The Sakyong taught on the theme of basic goodness. To know basic goodness, you have to know feeling. That was a word he used a lot, "feeling." Bravery is allowing yourself to feel the feeling that you are feeling. Not running away, not burying it, not turning your back on it. Don't be afraid to hold a feeling and poke it; see what it is made of. Don't be embarrassed of your humanity, your awkward moments, your tears, your mistakes, the things that scare you, your lust, your materialism. In all this pain and discomfort you will find opportunities to touch basic human goodness.

He spoke about themes like the embodiment of the feeling of basic goodness (bringing it down from the head to the heart). He also talked about noticing the ceremonies in life and the need to consciously design the ceremonies you engage in, or face the reality that others will design the ceremony for you.
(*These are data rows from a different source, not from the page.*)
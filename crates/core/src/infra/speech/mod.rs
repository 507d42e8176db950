pub mod command;
mod log_only;

pub use command::CommandSpeechEngine;
pub use log_only::LogSpeechEngine;

use std::sync::Arc;

use async_trait::async_trait;
use serde::{Deserialize, Serialize};

use crate::domain::settings::{AppSettings, SpeechBackend};

/// 読み上げパラメータ（セッション開始時に一度だけ適用）
#[derive(Debug, Clone, Copy, PartialEq, Serialize, Deserialize)]
pub struct SpeechParams {
    /// 速度（0.5 が標準）
    pub rate: f32,
    /// ピッチ（1.0 が標準）
    pub pitch: f32,
}

impl Default for SpeechParams {
    fn default() -> Self {
        Self {
            rate: 0.5,
            pitch: 1.0,
        }
    }
}

impl SpeechParams {
    pub fn from_settings(settings: &AppSettings) -> Self {
        Self {
            rate: settings.speech_rate,
            pitch: settings.speech_pitch,
        }
    }
}

/// 読み上げエラー（すべて NarrationUnavailable 扱い）
#[derive(Debug, thiserror::Error)]
pub enum SpeechError {
    #[error("Speech engine not available: {0}")]
    Unavailable(String),
    #[error("Speech failed: {0}")]
    Failed(String),
}

/// 読み上げエンジン trait。
///
/// `speak` は発話の開始を依頼するだけで、発話完了は待たない。
#[async_trait]
pub trait SpeechEngine: Send + Sync {
    /// パラメータを適用する。同じ値での再呼び出しは何もしない。
    fn configure(&self, params: SpeechParams) -> Result<(), SpeechError>;

    async fn speak(&self, text: &str) -> Result<(), SpeechError>;

    fn name(&self) -> &str;
}

/// 設定に従って読み上げエンジンを構築する
pub fn create_speech_engine(settings: &AppSettings) -> Arc<dyn SpeechEngine> {
    match settings.speech_backend {
        SpeechBackend::Command => {
            let engine = CommandSpeechEngine::new(settings.speech_binary.clone());
            if engine.validate().is_ok() {
                log::info!("Speech engine selected: {}", settings.speech_binary);
                return Arc::new(engine);
            }
            log::warn!(
                "Speech binary '{}' not found, falling back to log-only narration",
                settings.speech_binary
            );
            Arc::new(LogSpeechEngine::new())
        }
        SpeechBackend::Log => {
            log::info!("Using log-only speech engine");
            Arc::new(LogSpeechEngine::new())
        }
    }
}
use async_trait::async_trait;

use super::{SpeechEngine, SpeechError, SpeechParams};

/// LogSpeechEngine: 発話内容をログに出すだけの実装。
/// TTSコマンドが無い環境用。
pub struct LogSpeechEngine {
    params: parking_lot::RwLock<SpeechParams>,
}

impl LogSpeechEngine {
    pub fn new() -> Self {
        Self {
            params: parking_lot::RwLock::new(SpeechParams::default()),
        }
    }
}

impl Default for LogSpeechEngine {
    fn default() -> Self {
        Self::new()
    }
}

#[async_trait]
impl SpeechEngine for LogSpeechEngine {
    fn configure(&self, params: SpeechParams) -> Result<(), SpeechError> {
        *self.params.write() = params;
        Ok(())
    }

    async fn speak(&self, text: &str) -> Result<(), SpeechError> {
        let params = *self.params.read();
        log::info!("🔊 [rate={} pitch={}] {text}", params.rate, params.pitch);
        Ok(())
    }

    fn name(&self) -> &str {
        "log"
    }
}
He quoted his father, Chogyam Trungpa, "life is ceremony," and the poetry of this father to son to Sangha transmission was not lost on the Sangha retreat participants.

Throughout this retreat there were several moments when I thought my heart would explode. This came not only from the teachings, but from the outward expressions of human goodness that I saw in the Sangha. I hung out with a concentration of incredibly talented and inspiring people, from an ex-neo Nazi turned peace educator, to a couple that run a children's theater, to the Dog Whisperer's website manager, a holistic healer, musicians, a community landscaper, a mother of two, and multitudes of other humans devoting their lives to creating a more sane planet. Coming to Sangha retreat felt like a meeting of minds, a tribal gathering, a battery recharge, and an opportunity to evaluate our wildest aspirations that suddenly felt like many steps less than impossible.